• Episode 14: Investigating Acute to Chronic Pain Signatures (A2CPS) for Advancing Pain Prevention Strategies
    Feb 4 2026

    Episode 14: Investigating Acute to Chronic Pain Signatures (A2CPS) for Advancing Pain Prevention Strategies

    Description

    In this episode, Allissa Dillman chats with Margaret Taub, a Senior Scientist with the Johns Hopkins Bloomberg School of Public Health on her journey from mathematics to statistical genetics, highlighting her current role with the Acute to Chronic Pain Signatures (A2CPS) program. The A2CPS study aims to develop predictive biomarkers for chronic pain by collecting comprehensive genomic, psychosocial, and functional data from patients.
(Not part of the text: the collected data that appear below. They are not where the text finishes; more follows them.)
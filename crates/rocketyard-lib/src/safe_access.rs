//! Nested-path access over untyped JSON records.
//!
//! Catalog records arrive as `serde_json::Value` trees. Validators and the
//! auto-fixer address fields with dotted/bracketed locators such as
//! `attachNodes[2].orientation` and must never panic on malformed shapes, so
//! every accessor here returns `Option` or a change list instead of indexing.

use serde::Serialize;
use serde_json::{Map, Value};

/// One step of a parsed field locator.
#[derive(Debug, Clone, PartialEq, Eq)]
pub enum PathSegment {
    Key(String),
    Index(usize),
}

/// A single field rewritten by [`merge_defaults`].
#[derive(Debug, Clone, PartialEq, Serialize)]
pub struct FieldChange {
    pub path: String,
    pub old: Value,
    pub new: Value,
}

/// Parse `a.b[0].c` into segments. Empty input addresses the root.
pub fn parse_path(path: &str) -> Vec<PathSegment> {
    let mut segments = Vec::new();
    let mut key = String::new();
    let mut chars = path.chars().peekable();

    while let Some(ch) = chars.next() {
        match ch {
            '.' => {
                if !key.is_empty() {
                    segments.push(PathSegment::Key(std::mem::take(&mut key)));
                }
            }
            '[' => {
                if !key.is_empty() {
                    segments.push(PathSegment::Key(std::mem::take(&mut key)));
                }
                let mut digits = String::new();
                for inner in chars.by_ref() {
                    if inner == ']' {
                        break;
                    }
                    digits.push(inner);
                }
                match digits.trim().parse::<usize>() {
                    Ok(index) => segments.push(PathSegment::Index(index)),
                    Err(_) => segments.push(PathSegment::Key(digits)),
                }
            }
            other => key.push(other),
        }
    }
    if !key.is_empty() {
        segments.push(PathSegment::Key(key));
    }
    segments
}

/// Append an object key to a locator.
pub fn join_path(base: &str, key: &str) -> String {
    if base.is_empty() {
        key.to_string()
    } else {
        format!("{base}.{key}")
    }
}

/// Append an array index to a locator.
pub fn index_path(base: &str, index: usize) -> String {
    format!("{base}[{index}]")
}

/// Resolve a locator against `value`.
pub fn get_path<'a>(value: &'a Value, path: &str) -> Option<&'a Value> {
    parse_path(path)
        .iter()
        .try_fold(value, |current, segment| match segment {
            PathSegment::Key(key) => current.as_object()?.get(key),
            PathSegment::Index(index) => current.as_array()?.get(*index),
        })
}

/// Resolve a locator, treating JSON `null` as absent.
pub fn get_present<'a>(value: &'a Value, path: &str) -> Option<&'a Value> {
    get_path(value, path).filter(|v| !v.is_null())
}

pub fn get_f64(value: &Value, path: &str) -> Option<f64> {
    get_path(value, path).and_then(Value::as_f64)
}

pub fn get_str<'a>(value: &'a Value, path: &str) -> Option<&'a str> {
    get_path(value, path).and_then(Value::as_str)
}

pub fn get_bool(value: &Value, path: &str) -> Option<bool> {
    get_path(value, path).and_then(Value::as_bool)
}

/// True when the field is absent or `null`.
pub fn is_missing(value: &Value, path: &str) -> bool {
    get_present(value, path).is_none()
}

/// Write `new_value` at `path`, creating intermediate objects and padding
/// arrays with `null` as required. Returns `false` when an existing
/// intermediate value has an incompatible shape (e.g. indexing into a string).
pub fn set_path(value: &mut Value, path: &str, new_value: Value) -> bool {
    let segments = parse_path(path);
    let Some((last, parents)) = segments.split_last() else {
        *value = new_value;
        return true;
    };

    let mut current = value;
    for (position, segment) in parents.iter().enumerate() {
        let next_is_index = matches!(
            segments.get(position + 1),
            Some(PathSegment::Index(_))
        );
        let slot = match slot_mut(current, segment) {
            Some(slot) => slot,
            None => return false,
        };
        if slot.is_null() {
            *slot = if next_is_index {
                Value::Array(Vec::new())
            } else {
                Value::Object(Map::new())
            };
        }
        current = slot;
    }

    match slot_mut(current, last) {
        Some(slot) => {
            *slot = new_value;
            true
        }
        None => false,
    }
}

fn slot_mut<'a>(current: &'a mut Value, segment: &PathSegment) -> Option<&'a mut Value> {
    if current.is_null() {
        *current = match segment {
            PathSegment::Key(_) => Value::Object(Map::new()),
            PathSegment::Index(_) => Value::Array(Vec::new()),
        };
    }
    match segment {
        PathSegment::Key(key) => Some(
            current
                .as_object_mut()?
                .entry(key.clone())
                .or_insert(Value::Null),
        ),
        PathSegment::Index(index) => {
            let items = current.as_array_mut()?;
            if items.len() <= *index {
                items.resize(*index + 1, Value::Null);
            }
            items.get_mut(*index)
        }
    }
}

/// Fill absent or `null` fields of `target` from `defaults`, recursing into
/// nested objects. Present non-null values are never overwritten. Returns every
/// field that changed, in the order visited.
pub fn merge_defaults(target: &mut Value, defaults: &Value) -> Vec<FieldChange> {
    let mut changes = Vec::new();
    merge_into(target, defaults, "", &mut changes);
    changes
}

fn merge_into(target: &mut Value, defaults: &Value, base: &str, changes: &mut Vec<FieldChange>) {
    let (Some(target_map), Some(default_map)) = (target.as_object_mut(), defaults.as_object())
    else {
        return;
    };

    for (key, default_value) in default_map {
        let path = join_path(base, key);
        if target_map.get(key).is_none_or(Value::is_null) {
            let old = target_map
                .insert(key.clone(), default_value.clone())
                .unwrap_or(Value::Null);
            changes.push(FieldChange {
                path,
                old,
                new: default_value.clone(),
            });
        } else if let Some(existing) = target_map.get_mut(key) {
            if existing.is_object() && default_value.is_object() {
                merge_into(existing, default_value, &path, changes);
            }
        }
    }
}

/// Structural equality that compares numbers by value, so `1` equals `1.0`.
pub fn deep_equal(a: &Value, b: &Value) -> bool {
    match (a, b) {
        (Value::Number(x), Value::Number(y)) => match (x.as_f64(), y.as_f64()) {
            (Some(x), Some(y)) => x == y,
            _ => x == y,
        },
        (Value::Array(xs), Value::Array(ys)) => {
            xs.len() == ys.len() && xs.iter().zip(ys).all(|(x, y)| deep_equal(x, y))
        }
        (Value::Object(xs), Value::Object(ys)) => {
            xs.len() == ys.len()
                && xs
                    .iter()
                    .all(|(key, x)| ys.get(key).is_some_and(|y| deep_equal(x, y)))
        }
        _ => a == b,
    }
}

/// Short type label used in findings ("number", "string", ...).
pub fn type_name(value: &Value) -> &'static str {
    match value {
        Value::Null => "null",
        Value::Bool(_) => "boolean",
        Value::Number(_) => "number",
        Value::String(_) => "string",
        Value::Array(_) => "array",
        Value::Object(_) => "object",
    }
}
To coordinate diverse data sources, Margaret emphasized the importance of collaboration and interdisciplinary teamwork, drawing parallels between her experiences in teaching, music, and Ultimate Frisbee to her approach in science. Margaret and Allissa also discuss the study's progress and future plans.

    Guest Bio

    Margaret Taub, PhD, is a Senior Scientist at Department of Biostatistics, Johns Hopkins Bloomberg School of Public Health. She works collaboratively with clinicians and epidemiologists to use genetic and genomic data to understand the causes of complex diseases. She is also an Investigator with the Data Integration and Resource Center for the Acute to Chronic Pain Signatures (A2CPS) program.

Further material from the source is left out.